Тем временем в России, при всех регалиях, маэстро никогда, в том числе и в конце жизни, в роскоши не купался. Жил на гонорары за выступления оркестра — с его участием и без. И повторял слова учителя: «Я свою музыку не разменивал на зарплату». «Я всегда был в негласной оппозиции к власть имущим, — вспоминал он. — Из-за Горького, который сказал: „Джаз — музыка толстых“, и Хрущева. Но были и исключения — например, с Примаковым. Когда в Тбилиси приехал наш оркестр, ему было 14. В Летнем театре — переаншлаг. Сломали даже забор. А сам Примаков залез на дерево и прослушал весь концерт там. В то время в городе показывали „по репарациям“ фильм „Серенада Солнечной долины“. А мы, не зная об этом, начали именно с этой композиции. Что там было! Впоследствии Примаков стал фанатом и знатоком джаза. Мы его покорили...»
Любовь женщины
Дом в Валентиновке, в котором Лундстрем прожил остаток жизни, был местной достопримечательностью.
По вечерам у камина он беседовал с домработницей — это было обязательным ритуалом. Не пренебрегал им, даже когда у него в голове, как он говорил сам, были «одни диезы и бемоли». Кроме родных и близких общался с котом Саулом и тремя собаками. А утром садился за пианино.
«По натуре я спортсмен — брал рекорды по академической гребле. А по стилю работы — кабинетный ученый, — объяснял он. — И это совместить трудно. Но я нашел компромисс — ежедневные упражнения из тибетской медицины. Массаж „энергетических точек“, как при иглоукалывании. Утром, перед завтраком, натощак. А потом час медитирую в кресле. И даже не простужаюсь, как мои близкие».

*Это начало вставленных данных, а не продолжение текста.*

// (c) Copyright 2026 The changeset authors. All rights reserved.
use super::State;
use crate::leaf::Invalid;
use futures::{FutureExt, future::LocalBoxFuture};
use serde_json::Value;
use std::{
    cell::RefCell,
    fmt,
    future::Future,
    pin::Pin,
    rc::{Rc, Weak},
    task::{Context, Poll},
};

/// What became of a write once its validation settled.
#[derive(Debug, Clone, PartialEq)]
pub enum Outcome {
    /// The value passed validation and is staged (or matched the content and was dropped).
    Valid(Value),
    /// The value failed validation and is recorded as an error.
    Invalid(Invalid),
    /// The buffer was rolled back or restored while the validation was running; the result was
    /// discarded.
    Stale,
}

impl Outcome {
    pub fn is_valid(&self) -> bool {
        matches!(self, Outcome::Valid(_))
    }
}

/// The result of staging a write.
#[derive(Debug)]
pub enum Staged {
    /// Validation (if any) finished synchronously.
    Ready(Outcome),
    /// Validation is still running; poll the future to apply its result to the buffer.
    Pending(PendingValidation),
}

impl Staged {
    pub fn is_pending(&self) -> bool {
        matches!(self, Staged::Pending(_))
    }

    /// Returns the outcome if validation finished synchronously.
    pub fn as_ready(&self) -> Option<&Outcome> {
        match self {
            Staged::Ready(outcome) => Some(outcome),
            Staged::Pending(_) => None,
        }
    }

    /// Waits for validation to finish and its result to be applied.
    pub async fn settle(self) -> Outcome {
        match self {
            Staged::Ready(outcome) => outcome,
            Staged::Pending(pending) => pending.await,
        }
    }
}

/// A validation still in flight.
///
/// Nothing happens until this is polled: once the validators resolve, the outcome is written to
/// the buffer, exactly as a synchronous validation would have been. Dropping it abandons the
/// result. Outcomes land in the order validations finish, not the order they started.
#[must_use = "a pending validation only applies its outcome when polled"]
pub struct PendingValidation {
    key: String,
    future: LocalBoxFuture<'static, Outcome>,
}

impl PendingValidation {
    pub(super) fn new(
        key: String,
        future: impl Future<Output = Outcome> + 'static,
    ) -> PendingValidation {
        Self {
            key,
            future: future.boxed_local(),
        }
    }

    /// The key being validated.
    pub fn key(&self) -> &str {
        &self.key
    }
}

impl Future for PendingValidation {
    type Output = Outcome;

    fn poll(mut self: Pin<&mut Self>, cx: &mut Context<'_>) -> Poll<Self::Output> {
        self.future.poll_unpin(cx)
    }
}

impl fmt::Debug for PendingValidation {
    fn fmt(&self, f: &mut fmt::Formatter<'_>) -> fmt::Result {
        f.debug_struct("PendingValidation")
            .field("key", &self.key)
            .finish_non_exhaustive()
    }
}

/// Counts one in-flight validation of a key for as long as it lives.
///
/// The count is only released if the buffer has not been rolled back or restored since the
/// validation started; both reset the counts themselves.
pub(super) struct RunningGuard {
    state: Weak<RefCell<State>>,
    key: String,
    generation: u64,
    released: bool,
}

impl RunningGuard {
    pub(super) fn start(state: &Rc<RefCell<State>>, key: &str) -> Self {
        let mut s = state.borrow_mut();
        *s.running.entry(key.to_string()).or_default() += 1;
        Self {
            state: Rc::downgrade(state),
            key: key.to_string(),
            generation: s.generation,
            released: false,
        }
    }

    /// Releases the count. Returns `true` if the buffer is still in the generation the
    /// validation started in.
    pub(super) fn finish(mut self) -> bool {
        self.release()
    }

    fn release(&mut self) -> bool {
        if std::mem::replace(&mut self.released, true) {
            return false;
        }
        let Some(state) = self.state.upgrade() else {
            return false;
        };
        let Ok(mut s) = state.try_borrow_mut() else {
            return false;
        };
        if s.generation != self.generation {
            return false;
        }
        if let Some(count) = s.running.get_mut(&self.key) {
            *count -= 1;
            if *count == 0 {
                s.running.remove(&self.key);
            }
        }
        true
    }
}

impl Drop for RunningGuard {
    fn drop(&mut self) {
        self.release();
    }
}
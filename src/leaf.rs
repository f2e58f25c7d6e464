// (c) Copyright 2026 The changeset authors. All rights reserved.
//! Leaf values of the staged trees.
//!
//! A [`Change`] records a write that is waiting to be executed; an [`Invalid`] records a write
//! that failed validation, keeping the attempted value around so it can be shown back to a user.
use crate::Error;
use serde::{Deserialize, Serialize};
use serde_json::Value;
use std::{fmt, slice};

/// A staged write.
#[derive(Debug, Clone, PartialEq)]
pub struct Change(pub Value);

impl Change {
    pub fn new(value: impl Into<Value>) -> Self {
        Self(value.into())
    }

    pub fn value(&self) -> &Value {
        &self.0
    }

    pub fn into_value(self) -> Value {
        self.0
    }
}

/// One or more reasons a value was rejected.
///
/// Serializes as either a bare string or a list of strings.
#[derive(Debug, Clone, PartialEq, Eq, Serialize, Deserialize)]
#[serde(untagged)]
pub enum Validation {
    Message(String),
    Messages(Vec<String>),
}

impl Validation {
    /// All reasons, in the order they were produced.
    pub fn messages(&self) -> &[String] {
        match self {
            Validation::Message(m) => slice::from_ref(m),
            Validation::Messages(ms) => ms,
        }
    }

    /// Appends reasons, promoting a single message to a list first.
    pub fn extend<I>(&mut self, reasons: I)
    where
        I: IntoIterator<Item = String>,
    {
        let mut messages = match std::mem::replace(self, Validation::Messages(Vec::new())) {
            Validation::Message(m) => vec![m],
            Validation::Messages(ms) => ms,
        };
        messages.extend(reasons);
        *self = Validation::Messages(messages);
    }

    pub fn is_empty(&self) -> bool {
        self.messages().is_empty()
    }
}

impl fmt::Display for Validation {
    fn fmt(&self, f: &mut fmt::Formatter<'_>) -> fmt::Result {
        f.write_str(&self.messages().join(", "))
    }
}

impl From<&str> for Validation {
    fn from(value: &str) -> Self {
        Validation::Message(value.to_string())
    }
}

impl From<String> for Validation {
    fn from(value: String) -> Self {
        Validation::Message(value)
    }
}

impl From<Vec<String>> for Validation {
    fn from(value: Vec<String>) -> Self {
        Validation::Messages(value)
    }
}

impl From<Vec<&str>> for Validation {
    fn from(value: Vec<&str>) -> Self {
        Validation::Messages(value.into_iter().map(str::to_string).collect())
    }
}

impl From<Validation> for Value {
    fn from(validation: Validation) -> Self {
        match validation {
            Validation::Message(m) => Value::String(m),
            Validation::Messages(ms) => Value::Array(ms.into_iter().map(Value::String).collect()),
        }
    }
}

/// A staged failure: the attempted value and why it was rejected.
#[derive(Debug, Clone, PartialEq, Serialize, Deserialize)]
pub struct Invalid {
    pub value: Value,
    pub validation: Validation,
}

impl Invalid {
    pub fn new(value: impl Into<Value>, validation: impl Into<Validation>) -> Self {
        Self {
            value: value.into(),
            validation: validation.into(),
        }
    }

    /// The `{"value": ..., "validation": ...}` object form.
    pub fn to_json(&self) -> Value {
        serde_json::json!({
            "value": self.value,
            "validation": Value::from(self.validation.clone()),
        })
    }
}

/// Parses a manually built error object.
///
/// The object must carry both a `value` and a `validation` field; `validation` must be a string
/// or a list of strings.
impl TryFrom<Value> for Invalid {
    type Error = Error;

    fn try_from(value: Value) -> Result<Self, Self::Error> {
        let Value::Object(mut obj) = value else {
            return Err(Error::MalformedError { missing: "value" });
        };
        let Some(value) = obj.remove("value") else {
            return Err(Error::MalformedError { missing: "value" });
        };
        let validation = obj
            .remove("validation")
            .and_then(|v| serde_json::from_value::<Validation>(v).ok())
            .ok_or(Error::MalformedError {
                missing: "validation",
            })?;
        Ok(Self { value, validation })
    }
}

Я спросил его: «Вы не устали от жизни?» Он ответил: «Я отношусь к ней философски. Сейчас, например, с увлечением читаю «Ноосферу» Вернадского. Моя жена говорила: «Ты неисправимый оптимист». Я стал ценить время, которое идет на творчество. Пора! Как сказал Утесов в старости: «Перед вами человек, которому без 13 сто». А мне уже «без 11 сто». В 60 я понял: цель жизни — сама жизнь. Смысл бытия заключается в том самом, что тебе дано, как говорят китайцы, «вечностью», а европейцы — Богом. Мне ближе «вечность»... И, помолчав, добавил: «Я вспомнил старую китайскую пословицу, которую знал в детстве, а смысл понял лишь теперь: «Только женщина может полюбить старого мужчину за добро и любовь». Я думал: а почему именно эти два качества? А доблесть, а ответственность за домочадцев? Но этот скрытый смысл пришел к нам «вместе с Солнцем, Землей и Луной». И уйдет вместе с нами…»
Он жил как мудрец: с юности занимался любимым делом, не разменивал «музыку на зарплату», ценил драйв, объездил мир, на склоне лет лечился тибетской медициной и воспитал учеников. Так же и умер: осенью, на Покров, ночью, на своей даче, во сне, после приезда родных. После Леонида Утесова его смерть стала второй великой потерей для российского джаза.
Сейчас Лундстрему было бы уже «без пяти сто». Но на самом деле он — в вечности.